[Mlir-commits] [mlir] [mlir][xegpu] Add dynamic memref support in transpose optimization. (PR #170218)

Wed Dec 3 08:54:30 PST 2025

================
@@ -278,3 +278,32 @@ gpu.func @array_length(%arg0: vector<8x16xf16>, %arg1: memref<256x256xf16>, %arg
   gpu.return
 }
 }
+
+// -----
+// CHECK-LABEL: gpu.func @dynamic_memref(
+// CHECK-SAME:   %[[ARG0:[a-zA-Z0-9]+]]: memref<?x?xf16>, %{{.*}}: vector<8x16xf16>) -> vector<8x16xf32> {
+// CHECK-DAG:     %[[C16:.*]] = arith.constant 16 : index
+// CHECK-DAG:     %[[C32:.*]] = arith.constant 32 : index
+// CHECK-NEXT:    %[[PTR:.*]] = memref.extract_aligned_pointer_as_index %[[ARG0]] : memref<?x?xf16> -> index
+// CHECK-NEXT:    %[[T0:.*]] = arith.index_cast %[[PTR]] : index to i64
+// CHECK-NEXT:    %[[T1:.*]] = xegpu.create_nd_tdesc %[[T0]], shape : [64, %[[C32]]], strides : [%[[C32]], 1] : i64
+// CHECK-SAME:      -> !xegpu.tensor_desc<16x8xi32, #xegpu.layout<lane_layout = [16, 1], lane_data = [1, 1]>>
+// CHECK-NEXT:    %[[T2:.*]] = xegpu.load_nd %[[T1]][%{{.*}}, %[[C16]]]  {layout_result_0 =
+// CHECK-SAME:      #xegpu.layout<lane_layout = [16, 1], lane_data = [1, 1]>} : !xegpu.tensor_desc<16x8xi32,
+// CHECK-SAME:      #xegpu.layout<lane_layout = [16, 1], lane_data = [1, 1]>> -> vector<16x8xi32>
+// CHECK-NEXT:    %{{.*}} = vector.bitcast %[[T2]] {layout_result_0 =
+// CHECK-SAME:      #xegpu.layout<lane_layout = [16, 1], lane_data = [1, 2]>} : vector<16x8xi32> to vector<16x16xf16>
+#a = #xegpu.layout<lane_layout = [1, 16], lane_data = [1, 1]>
+#b = #xegpu.layout<lane_layout = [16, 1], lane_data = [1, 2]>
+#bt = #xegpu.layout<lane_layout = [1, 16], lane_data = [2, 1]>
+gpu.module @xevm_module {
+gpu.func @dynamic_memref(%arg0: memref<?x?xf16>, %arg1: vector<8x16xf16>) -> vector<8x16xf32> {
+  %c0 = arith.constant 0 : index
+  %c32 = arith.constant 32 : index
+  %0 = xegpu.create_nd_tdesc %arg0, shape : [64, 64], strides : [64, 1] : memref<?x?xf16> -> !xegpu.tensor_desc<16x16xf16, #b>
----------------
charithaintc wrote:

> this is just a test case. in real usecases, these will be kernel arguments meaning they will runtime values.
> 
> > They are typically used when the source is not memref but a pointer as a lowest IR form.
> 
> not really. this form of memref is really useful when we need to test with dynamic batch sizes that are changed from host side.

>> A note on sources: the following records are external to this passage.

//! ADB device channel.
//!
//! Every interaction with the handset funnels through short-lived `adb`
//! subprocesses. The shell contract is forgiving on purpose: a timeout or a
//! spawn failure yields an empty string and a warning, and callers treat an
//! empty result like an empty dump. A missing `adb` binary is the one thing
//! the notification path does surface, so the monitor can back off instead
//! of spinning against nothing.

use std::time::Duration;

use async_trait::async_trait;
use thiserror::Error;
use tokio::process::Command;
use tracing::{debug, warn};

use mira_common::parsers::power::{parse_screen_state, ScreenState};

use crate::config::DeviceConfig;

/// Android keycodes the daemon sends.
pub mod keycode {
    pub const HOME: u32 = 3;
    pub const BACK: u32 = 4;
    pub const POWER: u32 = 26;
    pub const ENTER: u32 = 66;
}

/// Pause after foregrounding an app before typing into it.
const APP_SETTLE_DELAY: Duration = Duration::from_secs(2);

#[derive(Debug, Error)]
pub enum ChannelError {
    #[error("adb command timed out after {0:?}")]
    Timeout(Duration),
    #[error("adb could not be run: {0}")]
    Io(#[from] std::io::Error),
    #[error("device not reachable: {0}")]
    Unreachable(String),
}

/// The narrow device surface the monitor and console run against.
#[async_trait]
pub trait DeviceChannel: Send + Sync {
    /// Run `adb shell <cmd>` and return trimmed stdout; empty string on any
    /// failure.
    async fn shell(&self, cmd: &str) -> String;

    /// Current display power state. Unreadable means `Off`.
    async fn screen_state(&self) -> ScreenState;

    /// Raw notification diagnostics dump. A timeout reads as an empty dump;
    /// an unrunnable `adb` is an error.
    async fn notification_dump(&self) -> Result<String, ChannelError>;

    /// Launch an app by package name.
    async fn open_app(&self, package: &str);

    /// Type text into the focused field.
    async fn type_text(&self, text: &str);

    /// Tap at screen coordinates.
    async fn tap(&self, x: u32, y: u32);

    /// Press a key by Android keycode.
    async fn key_event(&self, code: u32);
}

/// `DeviceChannel` backed by the real `adb` binary.
pub struct AdbBridge {
    host: String,
    timeout: Duration,
}

impl AdbBridge {
    pub fn new(cfg: &DeviceConfig) -> Self {
        Self {
            host: cfg.adb_host.clone(),
            timeout: cfg.shell_timeout(),
        }
    }

    /// Restart the adb server and connect to the configured host. USB-only
    /// setups fail the connect step harmlessly; the device is already known
    /// to the server.
    pub async fn connect(&self) -> Result<(), ChannelError> {
        let _ = self.run(&["kill-server"]).await;
        self.run(&["start-server"]).await?;
        let out = self.run(&["connect", &self.host]).await?;
        if out.contains("connected") {
            Ok(())
        } else {
            Err(ChannelError::Unreachable(out))
        }
    }

    /// One adb invocation, bounded by the configured timeout. Mirrors plain
    /// subprocess semantics: stdout comes back trimmed whatever the exit
    /// status, and a timed-out child is abandoned rather than waited out.
    async fn run(&self, args: &[&str]) -> Result<String, ChannelError> {
        debug!("adb {}", args.join(" "));
        let output = Command::new("adb").args(args).output();
        match tokio::time::timeout(self.timeout, output).await {
            Ok(Ok(output)) => Ok(String::from_utf8_lossy(&output.stdout).trim().to_string()),
            Ok(Err(err)) => Err(ChannelError::Io(err)),
            Err(_) => Err(ChannelError::Timeout(self.timeout)),
        }
    }
}

#[async_trait]
impl DeviceChannel for AdbBridge {
    async fn shell(&self, cmd: &str) -> String {
        match self.run(&["shell", cmd]).await {
            Ok(out) => out,
            Err(err) => {
                warn!("adb shell `{cmd}` failed: {err}");
                String::new()
            }
        }
    }

    async fn screen_state(&self) -> ScreenState {
        parse_screen_state(&self.shell("dumpsys power").await)
    }

    async fn notification_dump(&self) -> Result<String, ChannelError> {
        match self.run(&["shell", "dumpsys notification"]).await {
            Ok(dump) => Ok(dump),
            Err(ChannelError::Timeout(bound)) => {
                warn!("notification dump timed out after {bound:?}, treating as empty");
                Ok(String::new())
            }
            Err(err) => Err(err),
        }
    }

    async fn open_app(&self, package: &str) {
        self.shell(&format!(
            "monkey -p {package} -c android.intent.category.LAUNCHER 1"
        ))
        .await;
    }

    async fn type_text(&self, text: &str) {
        self.shell(&format!("input text \"{}\"", escape_for_input(text)))
            .await;
    }

    async fn tap(&self, x: u32, y: u32) {
        self.shell(&format!("input tap {x} {y}")).await;
    }

    async fn key_event(&self, code: u32) {
        self.shell(&format!("input keyevent {code}")).await;
    }
}

/// Escape a line for `input text`. The shell on the device eats quotes and
/// ampersands, and `input` wants spaces spelled `%s`.
fn escape_for_input(text: &str) -> String {
    text.replace('"', "\\\"")
        .replace('\'', "\\'")
        .replace(' ', "%s")
        .replace('&', "\\&")
}

/// Best-effort reply delivery: foreground the app, type, send. Assumes the
/// conversation is the app's landing view; hitting the right thread on a
/// busy device is out of scope.
pub async fn send_reply(device: &dyn DeviceChannel, package: &str, text: &str) {
    device.open_app(package).await;
    tokio::time::sleep(APP_SETTLE_DELAY).await;
    device.type_text(text).await;
    device.key_event(keycode::ENTER).await;
}
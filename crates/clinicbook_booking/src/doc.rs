// --- File: crates/clinicbook_booking/src/doc.rs ---
#![cfg(feature = "openapi")]
use utoipa::OpenApi;

use crate::calendar::{CalendarDay, MonthGrid};
use crate::handlers::{
    CardBrandResponse, ExpiryOptionsResponse, PhoneFormatResponse, ProvidersResponse,
    SlotsResponse,
};
use crate::models::{Provider, UserType, VisitType};
use crate::payment::CardBrand;
use crate::slots::TimeSlot;

#[derive(OpenApi)]
#[openapi(
    paths(
        crate::handlers::get_slots_handler,
        crate::handlers::get_providers_handler,
        crate::handlers::get_calendar_handler,
        crate::handlers::get_card_brand_handler,
        crate::handlers::get_phone_format_handler,
        crate::handlers::get_expiry_options_handler
    ),
    components(
        schemas(
            SlotsResponse,
            TimeSlot,
            UserType,
            VisitType,
            Provider,
            ProvidersResponse,
            MonthGrid,
            CalendarDay,
            CardBrand,
            CardBrandResponse,
            PhoneFormatResponse,
            ExpiryOptionsResponse,
            clinicbook_common::ErrorBody
        )
    ),
    tags(
        (name = "Booking", description = "Slot, provider, calendar and form helpers for the booking flow")
    ),
    servers(
        (url = "/api", description = "Booking API server")
    )
)]
pub struct BookingApiDoc;
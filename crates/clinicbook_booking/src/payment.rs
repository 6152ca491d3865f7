// --- File: crates/clinicbook_booking/src/payment.rs ---
//! Card form handling for new patients. Nothing here is ever transmitted.

use serde::{Deserialize, Serialize};

#[derive(Debug, Clone, Copy, PartialEq, Eq, Hash, Serialize, Deserialize)]
#[cfg_attr(feature = "openapi", derive(utoipa::ToSchema))]
#[serde(rename_all = "lowercase")]
pub enum CardBrand {
    Visa,
    Mastercard,
    Amex,
}

impl CardBrand {
    /// Digit group sizes used for display.
    pub fn groups(&self) -> &'static [usize] {
        match self {
            CardBrand::Visa | CardBrand::Mastercard => &[4, 4, 4, 4],
            CardBrand::Amex => &[4, 6, 5],
        }
    }

    pub fn name(&self) -> &'static str {
        match self {
            CardBrand::Visa => "Visa",
            CardBrand::Mastercard => "Mastercard",
            CardBrand::Amex => "Amex",
        }
    }
}

pub const DEFAULT_CARD_DIGITS: usize = 16;
pub const AMEX_CARD_DIGITS: usize = 15;
pub const CVV_MAX_LENGTH: usize = 4;
/// Years offered in the expiry selector, counting the current one.
pub const EXPIRY_YEARS: i32 = 12;

/// Maximum digits accepted for a (possibly unknown) brand.
pub fn max_card_digits(brand: Option<CardBrand>) -> usize {
    match brand {
        Some(CardBrand::Amex) => AMEX_CARD_DIGITS,
        _ => DEFAULT_CARD_DIGITS,
    }
}

struct CardRule {
    brand: CardBrand,
    prefixes: &'static [&'static str],
}

// first match wins
const CARD_RULES: &[CardRule] = &[
    CardRule {
        brand: CardBrand::Visa,
        prefixes: &["4"],
    },
    CardRule {
        brand: CardBrand::Mastercard,
        prefixes: &["51", "52", "53", "54", "55"],
    },
    CardRule {
        brand: CardBrand::Amex,
        prefixes: &["34", "37"],
    },
];

fn digits_only(value: &str) -> String {
    value.chars().filter(char::is_ascii_digit).collect()
}

/// Detects the brand from the leading digits. Non-digits are ignored.
pub fn detect_card_brand(number: &str) -> Option<CardBrand> {
    let digits = digits_only(number);
    CARD_RULES
        .iter()
        .find(|rule| rule.prefixes.iter().any(|p| digits.starts_with(p)))
        .map(|rule| rule.brand)
}

/// Groups the digits for display: by brand when known, otherwise runs of four.
/// Digits past the last group are left in a trailing group.
pub fn format_card_number(number: &str) -> String {
    let digits = digits_only(number);
    let groups: &[usize] = match detect_card_brand(&digits) {
        Some(brand) => brand.groups(),
        None => &[],
    };

    let mut parts: Vec<&str> = Vec::new();
    let mut rest = digits.as_str();
    for size in groups {
        if rest.is_empty() {
            break;
        }
        let (head, tail) = rest.split_at((*size).min(rest.len()));
        parts.push(head);
        rest = tail;
    }
    while !rest.is_empty() {
        let (head, tail) = rest.split_at(4.min(rest.len()));
        parts.push(head);
        rest = tail;
    }
    parts.join(" ")
}

/// `01` through `12`.
pub fn expiry_month_options() -> Vec<String> {
    (1..=12).map(|m| format!("{:02}", m)).collect()
}

pub fn expiry_year_options(current_year: i32) -> Vec<String> {
    (current_year..current_year + EXPIRY_YEARS)
        .map(|y| y.to_string())
        .collect()
}

#[derive(Debug, Clone, Copy, PartialEq, Eq, Hash, Serialize, Deserialize)]
#[serde(rename_all = "snake_case")]
pub enum PaymentField {
    FirstName,
    LastName,
    Address,
    City,
    State,
    Zipcode,
    CardNumber,
    ExpMonth,
    ExpYear,
    Cvv,
}

/// The payment form as typed so far.
#[derive(Debug, Clone, Default, PartialEq, Eq, Serialize, Deserialize)]
pub struct PaymentFormDraft {
    pub first_name: String,
    pub last_name: String,
    pub address: String,
    pub city: String,
    pub state: String,
    pub zipcode: String,
    /// Digits only.
    pub card_number: String,
    pub exp_month: String,
    pub exp_year: String,
    pub cvv: String,
}

impl PaymentFormDraft {
    /// Applies one keystroke's worth of input. Never rejects anything; card
    /// digits beyond the brand's length and CVV characters beyond four are
    /// dropped.
    pub fn set(&mut self, field: PaymentField, value: &str) {
        match field {
            PaymentField::FirstName => self.first_name = value.to_string(),
            PaymentField::LastName => self.last_name = value.to_string(),
            PaymentField::Address => self.address = value.to_string(),
            PaymentField::City => self.city = value.to_string(),
            PaymentField::State => self.state = value.to_string(),
            PaymentField::Zipcode => self.zipcode = value.to_string(),
            PaymentField::CardNumber => {
                let digits = digits_only(value);
                let max = max_card_digits(detect_card_brand(&digits));
                self.card_number = digits.chars().take(max).collect();
            }
            PaymentField::ExpMonth => self.exp_month = value.to_string(),
            PaymentField::ExpYear => self.exp_year = value.to_string(),
            PaymentField::Cvv => self.cvv = value.chars().take(CVV_MAX_LENGTH).collect(),
        }
    }

    pub fn card_brand(&self) -> Option<CardBrand> {
        detect_card_brand(&self.card_number)
    }

    pub fn formatted_card_number(&self) -> String {
        format_card_number(&self.card_number)
    }
}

This PR is needed exactly for that btw, in my FA testing I use small batch sizes but for perf runs I use large ones. Dynamic memrefs allow me to do this very easily. I think you are referring to unranked memref case (`memref<*xf16>`). interestingly xegpu op definition does not allow unranked memref for some reason.



https://github.com/llvm/llvm-project/pull/170218